With net-metering[1], we wanted to be able to bank enough credits with our local power company during the summer to carry us through the winter, without the expense of having a big battery pack in the basement. All this cost about $47000, including some site excavation and installation by Revision Energy. With the 30% Federal tax credit for installed solar, our net cost was slightly more than $33000. Unfortunately, the state of Maine provides no tax credit or rebate.
Are we happy? In 2015 we generated 7460 kW-hr of electricity which more than covered our needs for electric heating, hot water, refrigeration and other appliances in a 1600-square-foot house with exceptional insulation. (All the lighting in the house uses LED bulbs, which draw only small amounts of power.) Normally, our electricity would have cost $1100. We pay a small connection fee each month, amounting to about $100/year, so our savings is about $1000/year.
We will amortize our investment over 33 years—not a great decision for a business, but fine for a couple of folks who want to do their best for the environment. I prefer to think of our investment as a $33000 bond that pays about 3% interest ($1000) each year. Your experience with solar will vary depending upon tax credits and the rate your power company charges for electricity.
The cost of solar panels has dropped precipitously during the past decade and the efficiency of the available models has gone up dramatically. Our panels are advertised to convert 21.5% of the Sun’s radiation into electricity. Various thin-film panels do even better. And just over the horizon, stacked-panels and panels based on perovskite may regularly convert more than 25% of the Sun’s radiant energy into electricity.
While solar generates only about 0.5% of electricity in the United States. With widespread adoption in Europe and China, wind and solar power now generate more than 9% of the world’s electricity. Some of this power is generated by local users, like us, and some is generated in large solar farms, especially in California and the desert Southwest. Utility-scale solar is not without its own set of environmental impacts, but rooftop solar is benign. We can expect these percentages to rise as the U.S. complies with the protocols signed in Paris a few weeks ago.
You can join the movement now, or wait until the panels are even more efficient and cheaper in just a few years. Either way, you will want renewable energy in your future.
References
Peng, J., L. Lu and H. Yang. 2013. Review on the life cycle assessment of energy payback and greenhouse gas emission of solar photovoltaic systems. Renewable and Sustainable Energy Reviews 19: 255-274.
Sessolo, M. and H.J. Bolink. 2015. Perovskite solar cells join the major league. Science 350: 917.
Warburg, P. 2015. Harness the Sun: America’s quest for a solar powered future. Beacon Press.
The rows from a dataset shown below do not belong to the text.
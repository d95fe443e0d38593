//! Observability: structured logging via `tracing`.
//!
//! Metrics are emitted through the `metrics` facade throughout the crate;
//! installing a recorder is left to the embedding application.

mod logging;

pub use logging::{DEFAULT_LEVEL, LogFormat, LoggingConfig, VERBOSE_LEVEL};

use crate::{Error, Result};
use std::fs::{File, OpenOptions};
use std::io::{self, Write};
use std::path::Path;
use std::sync::{Arc, Mutex, OnceLock};
use tracing_subscriber::layer::SubscriberExt;
use tracing_subscriber::util::SubscriberInitExt;

static OBSERVABILITY_INIT: OnceLock<()> = OnceLock::new();

/// Installs the global `tracing` subscriber.
///
/// Logs go to stderr unless a file is configured, so command output on
/// stdout stays machine-readable.
///
/// # Errors
///
/// Returns an error if logging has already been initialized, the filter is
/// invalid, or the log file cannot be opened.
pub fn init(config: &LoggingConfig) -> Result<()> {
    if OBSERVABILITY_INIT.get().is_some() {
        return Err(Error::OperationFailed {
            operation: "observability_init".to_string(),
            cause: "logging already initialized".to_string(),
        });
    }

    let filter = config.filter()?;

    match (&config.file, config.format) {
        (Some(log_file), LogFormat::Json) => {
            let writer = open_log_file(log_file)?;
            tracing_subscriber::registry()
                .with(
                    tracing_subscriber::fmt::layer()
                        .json()
                        .with_writer(writer)
                        .with_current_span(true)
                        .with_span_list(true)
                        .with_target(true)
                        .with_thread_ids(true)
                        .with_thread_names(true),
                )
                .with(filter)
                .try_init()
                .map_err(init_error)?;
        },
        (Some(log_file), LogFormat::Pretty) => {
            let writer = open_log_file(log_file)?;
            tracing_subscriber::registry()
                .with(
                    tracing_subscriber::fmt::layer()
                        .with_writer(writer)
                        .with_ansi(false)
                        .with_target(true)
                        .with_thread_ids(true)
                        .with_thread_names(true),
                )
                .with(filter)
                .try_init()
                .map_err(init_error)?;
        },
        (None, LogFormat::Json) => {
            tracing_subscriber::registry()
                .with(
                    tracing_subscriber::fmt::layer()
                        .json()
                        .with_writer(io::stderr)
                        .with_current_span(true)
                        .with_span_list(true)
                        .with_target(true)
                        .with_thread_ids(true)
                        .with_thread_names(true),
                )
                .with(filter)
                .try_init()
                .map_err(init_error)?;
        },
        (None, LogFormat::Pretty) => {
            tracing_subscriber::registry()
                .with(
                    tracing_subscriber::fmt::layer()
                        .pretty()
                        .with_writer(io::stderr)
                        .with_target(true)
                        .with_thread_names(true),
                )
                .with(filter)
                .try_init()
                .map_err(init_error)?;
        },
    }

    OBSERVABILITY_INIT.set(()).map_err(|()| Error::OperationFailed {
        operation: "observability_init".to_string(),
        cause: "failed to mark logging initialized".to_string(),
    })?;

    tracing::debug!(format = %config.format, level = %config.level, "Logging initialized");
    Ok(())
}

/// Thread-safe file writer for logging.
#[derive(Clone)]
struct LogFileWriter {
    file: Arc<Mutex<File>>,
}

impl Write for LogFileWriter {
    fn write(&mut self, buf: &[u8]) -> io::Result<usize> {
        let mut guard = self
            .file
            .lock()
            .map_err(|e| io::Error::other(e.to_string()))?;
        guard.write(buf)
    }

    fn flush(&mut self) -> io::Result<()> {
        let mut guard = self
            .file
            .lock()
            .map_err(|e| io::Error::other(e.to_string()))?;
        guard.flush()
    }
}

impl<'a> tracing_subscriber::fmt::MakeWriter<'a> for LogFileWriter {
    type Writer = Self;

    fn make_writer(&'a self) -> Self::Writer {
        self.clone()
    }
}

/// Opens a log file for appending, creating parent directories.
fn open_log_file(path: &Path) -> Result<LogFileWriter> {
    if let Some(parent) = path.parent().filter(|p| !p.as_os_str().is_empty()) {
        std::fs::create_dir_all(parent).map_err(|e| Error::OperationFailed {
            operation: "create_log_dir".to_string(),
            cause: e.to_string(),
        })?;
    }

    let file = OpenOptions::new()
        .create(true)
        .append(true)
        .open(path)
        .map_err(|e| Error::OperationFailed {
            operation: "open_log_file".to_string(),
            cause: format!("{}: {e}", path.display()),
        })?;

    Ok(LogFileWriter {
        file: Arc::new(Mutex::new(file)),
    })
}

#[allow(clippy::needless_pass_by_value)]
fn init_error(e: tracing_subscriber::util::TryInitError) -> Error {
    Error::OperationFailed {
        operation: "observability_init".to_string(),
        cause: e.to_string(),
    }
}

#[cfg(test)]
mod tests {
    use super::*;

    #[test]
    fn test_open_log_file_creates_parents() {
        let dir = tempfile::TempDir::new().unwrap();
        let path = dir.path().join("logs").join("nested").join("promptvc.log");

        let mut writer = open_log_file(&path).unwrap();
        writer.write_all(b"line\n").unwrap();
        writer.flush().unwrap();

        let mut again = open_log_file(&path).unwrap();
        again.write_all(b"more\n").unwrap();
        again.flush().unwrap();

        assert_eq!(std::fs::read_to_string(&path).unwrap(), "line\nmore\n");
    }

    #[test]
    fn test_open_log_file_on_directory_fails() {
        let dir = tempfile::TempDir::new().unwrap();
        assert!(matches!(
            open_log_file(dir.path()),
            Err(Error::OperationFailed { .. })
        ));
    }
}
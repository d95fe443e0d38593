//! Version and parameter models.

use serde::{Deserialize, Serialize};
use std::fmt;

use super::TemplateId;
use crate::{Error, Result};

/// Unique identifier of a stored version.
#[derive(Debug, Clone, PartialEq, Eq, Hash, PartialOrd, Ord, Serialize, Deserialize)]
#[serde(transparent)]
pub struct VersionId(String);

impl VersionId {
    /// Creates a version ID from an existing string.
    #[must_use]
    pub fn new(id: impl Into<String>) -> Self {
        Self(id.into())
    }

    /// Generates a fresh, time-ordered version ID.
    #[must_use]
    pub fn generate() -> Self {
        Self(uuid::Uuid::now_v7().to_string())
    }

    /// Returns the ID as a string slice.
    #[must_use]
    pub fn as_str(&self) -> &str {
        &self.0
    }
}

impl fmt::Display for VersionId {
    fn fmt(&self, f: &mut fmt::Formatter<'_>) -> fmt::Result {
        f.write_str(&self.0)
    }
}

impl From<&str> for VersionId {
    fn from(s: &str) -> Self {
        Self::new(s)
    }
}

/// An immutable snapshot of a template's content.
#[derive(Debug, Clone, PartialEq, Eq, Serialize, Deserialize)]
pub struct Version {
    /// Unique identifier.
    pub id: VersionId,
    /// Owning template.
    pub template_id: TemplateId,
    /// 1-based, gapless, strictly increasing number within the template.
    pub version_number: u32,
    /// Full raw content.
    pub content: String,
    /// SHA-256 of `content` (hex).
    pub content_hash: String,
    /// Whether this is the template's active version.
    pub is_active: bool,
    /// Author of the version.
    pub created_by: String,
    /// Creation timestamp (Unix epoch seconds).
    pub created_at: u64,
    /// Optional note attached at creation.
    pub comment: Option<String>,
    /// Version this one was copied from by a hard rollback.
    pub source_version: Option<u32>,
}

impl Version {
    /// Returns a short label such as `demo@3`.
    #[must_use]
    pub fn label(&self) -> String {
        format!("{}@{}", self.template_id, self.version_number)
    }
}

/// Type of a version parameter.
#[derive(Debug, Clone, Copy, PartialEq, Eq, Hash, Serialize, Deserialize, Default)]
#[serde(rename_all = "snake_case")]
pub enum ParameterType {
    /// Free text.
    #[default]
    String,
    /// Signed integer.
    Integer,
    /// Floating point number.
    Float,
    /// `true` / `false`.
    Boolean,
    /// Arbitrary JSON document.
    Json,
}

impl ParameterType {
    /// Returns the storage name of the type.
    #[must_use]
    pub const fn as_str(&self) -> &'static str {
        match self {
            Self::String => "string",
            Self::Integer => "integer",
            Self::Float => "float",
            Self::Boolean => "boolean",
            Self::Json => "json",
        }
    }

    /// Parses a type name (case-insensitive).
    #[must_use]
    pub fn parse(s: &str) -> Option<Self> {
        match s.to_lowercase().as_str() {
            "string" | "str" | "text" => Some(Self::String),
            "integer" | "int" => Some(Self::Integer),
            "float" | "number" => Some(Self::Float),
            "boolean" | "bool" => Some(Self::Boolean),
            "json" => Some(Self::Json),
            _ => None,
        }
    }

    /// Infers the narrowest type that can represent `value`.
    #[must_use]
    pub fn infer(value: &str) -> Self {
        let trimmed = value.trim();
        if trimmed.parse::<i64>().is_ok() {
            Self::Integer
        } else if trimmed.parse::<f64>().is_ok() {
            Self::Float
        } else if trimmed.eq_ignore_ascii_case("true") || trimmed.eq_ignore_ascii_case("false") {
            Self::Boolean
        } else if (trimmed.starts_with('{') || trimmed.starts_with('['))
            && serde_json::from_str::<serde_json::Value>(trimmed).is_ok()
        {
            Self::Json
        } else {
            Self::String
        }
    }
}

impl fmt::Display for ParameterType {
    fn fmt(&self, f: &mut fmt::Formatter<'_>) -> fmt::Result {
        f.write_str(self.as_str())
    }
}

/// A typed configuration knob versioned alongside content (e.g. temperature).
#[derive(Debug, Clone, PartialEq, Eq, Hash, Serialize, Deserialize)]
pub struct Parameter {
    /// Value type.
    pub parameter_type: ParameterType,
    /// Key, unique within a version.
    pub key: String,
    /// Raw value.
    pub value: String,
}

impl Parameter {
    /// Creates a parameter with an explicit type.
    #[must_use]
    pub fn new(parameter_type: ParameterType, key: impl Into<String>, value: impl Into<String>) -> Self {
        Self {
            parameter_type,
            key: key.into(),
            value: value.into(),
        }
    }

    /// Creates a parameter, inferring its type from the value.
    #[must_use]
    pub fn infer(key: impl Into<String>, value: impl Into<String>) -> Self {
        let value = value.into();
        Self {
            parameter_type: ParameterType::infer(&value),
            key: key.into(),
            value,
        }
    }

    /// Parses a `key=value` assignment.
    ///
    /// # Errors
    ///
    /// Returns [`Error::InvalidInput`] if there is no `=` or the key is empty.
    pub fn parse_assignment(assignment: &str) -> Result<Self> {
        let (key, value) = assignment.split_once('=').ok_or_else(|| {
            Error::InvalidInput(format!(
                "Parameter '{assignment}' must have the form key=value"
            ))
        })?;
        let key = key.trim();
        if key.is_empty() {
            return Err(Error::InvalidInput(format!(
                "Parameter '{assignment}' has an empty key"
            )));
        }
        Ok(Self::infer(key, value.trim()))
    }
}

/// Collapses duplicate keys, keeping the last occurrence, sorted by key.
#[must_use]
pub fn normalize_parameters(parameters: &[Parameter]) -> Vec<Parameter> {
    let mut by_key = std::collections::BTreeMap::new();
    for parameter in parameters {
        by_key.insert(parameter.key.clone(), parameter.clone());
    }
    by_key.into_values().collect()
}

#[cfg(test)]
mod tests {
    use super::*;
    use test_case::test_case;

    #[test_case("42", ParameterType::Integer ; "integer")]
    #[test_case("-7", ParameterType::Integer ; "negative integer")]
    #[test_case("0.7", ParameterType::Float ; "float")]
    #[test_case("TRUE", ParameterType::Boolean ; "boolean")]
    #[test_case("{\"a\": 1}", ParameterType::Json ; "json object")]
    #[test_case("[1, 2]", ParameterType::Json ; "json array")]
    #[test_case("{not json", ParameterType::String ; "broken json")]
    #[test_case("gpt-4o", ParameterType::String ; "string")]
    fn test_parameter_type_inference(value: &str, expected: ParameterType) {
        assert_eq!(ParameterType::infer(value), expected);
    }

    #[test]
    fn test_parameter_type_roundtrip() {
        for t in [
            ParameterType::String,
            ParameterType::Integer,
            ParameterType::Float,
            ParameterType::Boolean,
            ParameterType::Json,
        ] {
            assert_eq!(ParameterType::parse(t.as_str()), Some(t));
        }
        assert_eq!(ParameterType::parse("unknown"), None);
    }

    #[test]
    fn test_parse_assignment() {
        let param = Parameter::parse_assignment("temperature = 0.2").unwrap();
        assert_eq!(param.key, "temperature");
        assert_eq!(param.value, "0.2");
        assert_eq!(param.parameter_type, ParameterType::Float);

        let param = Parameter::parse_assignment("stop=a=b").unwrap();
        assert_eq!(param.value, "a=b");

        assert!(Parameter::parse_assignment("no-equals").is_err());
        assert!(Parameter::parse_assignment("=1").is_err());
    }

    #[test]
    fn test_normalize_parameters_last_wins() {
        let params = vec![
            Parameter::infer("top_p", "0.9"),
            Parameter::infer("temperature", "0.1"),
            Parameter::infer("temperature", "0.5"),
        ];
        let normalized = normalize_parameters(&params);
        assert_eq!(normalized.len(), 2);
        assert_eq!(normalized[0].key, "temperature");
        assert_eq!(normalized[0].value, "0.5");
        assert_eq!(normalized[1].key, "top_p");
    }

    #[test]
    fn test_version_id_generate_is_unique() {
        let a = VersionId::generate();
        let b = VersionId::generate();
        assert_ne!(a, b);
        assert_eq!(a.as_str().len(), 36);
    }
}
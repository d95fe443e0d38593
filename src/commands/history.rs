//! History command handler.

use promptvc::cli::{OutputFormat, cmd_history_regenerate};
use promptvc::services::PromptVersionService;

use super::HistoryAction;

/// History command.
pub fn cmd_history(
    service: &PromptVersionService,
    action: HistoryAction,
    format: OutputFormat,
) -> Result<(), Box<dyn std::error::Error>> {
    match action {
        HistoryAction::Regenerate { template } => {
            cmd_history_regenerate(service, template, format)
        },
    }
}
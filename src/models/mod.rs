//! Data models for promptvc.
//!
//! This module contains all the core data structures used throughout the system.

mod change;
mod component;
mod diff;
mod template;
mod version;

pub use change::{ACTIVE_VERSION_FIELD, Change, NewChange};
pub use component::{Component, ComponentKey, ComponentType};
pub use diff::{
    ChangeType, ComponentDiff, DiffSummary, LineChangeType, LineDiff, ParameterDiff, VersionDiff,
};
pub use template::{DEFAULT_LANGUAGE, MAX_TEMPLATE_ID_LENGTH, NewTemplate, Template, TemplateId};
pub use version::{Parameter, ParameterType, Version, VersionId, normalize_parameters};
[1] Net metering is an agreement between homeowners and the local power company that credits the homeowners with any extra power that is delivered to the grid, and charges the homeowners during those periods when they draw from the grid. Essentially, your electric meter runs forwards and backwards, and you pay only for the net amount used in any year. In some states, what you get paid for delivering to the grid is less than what you get charged when you draw on the grid, and some states allow the power company to charge a connection fee that helps pay for the grid itself.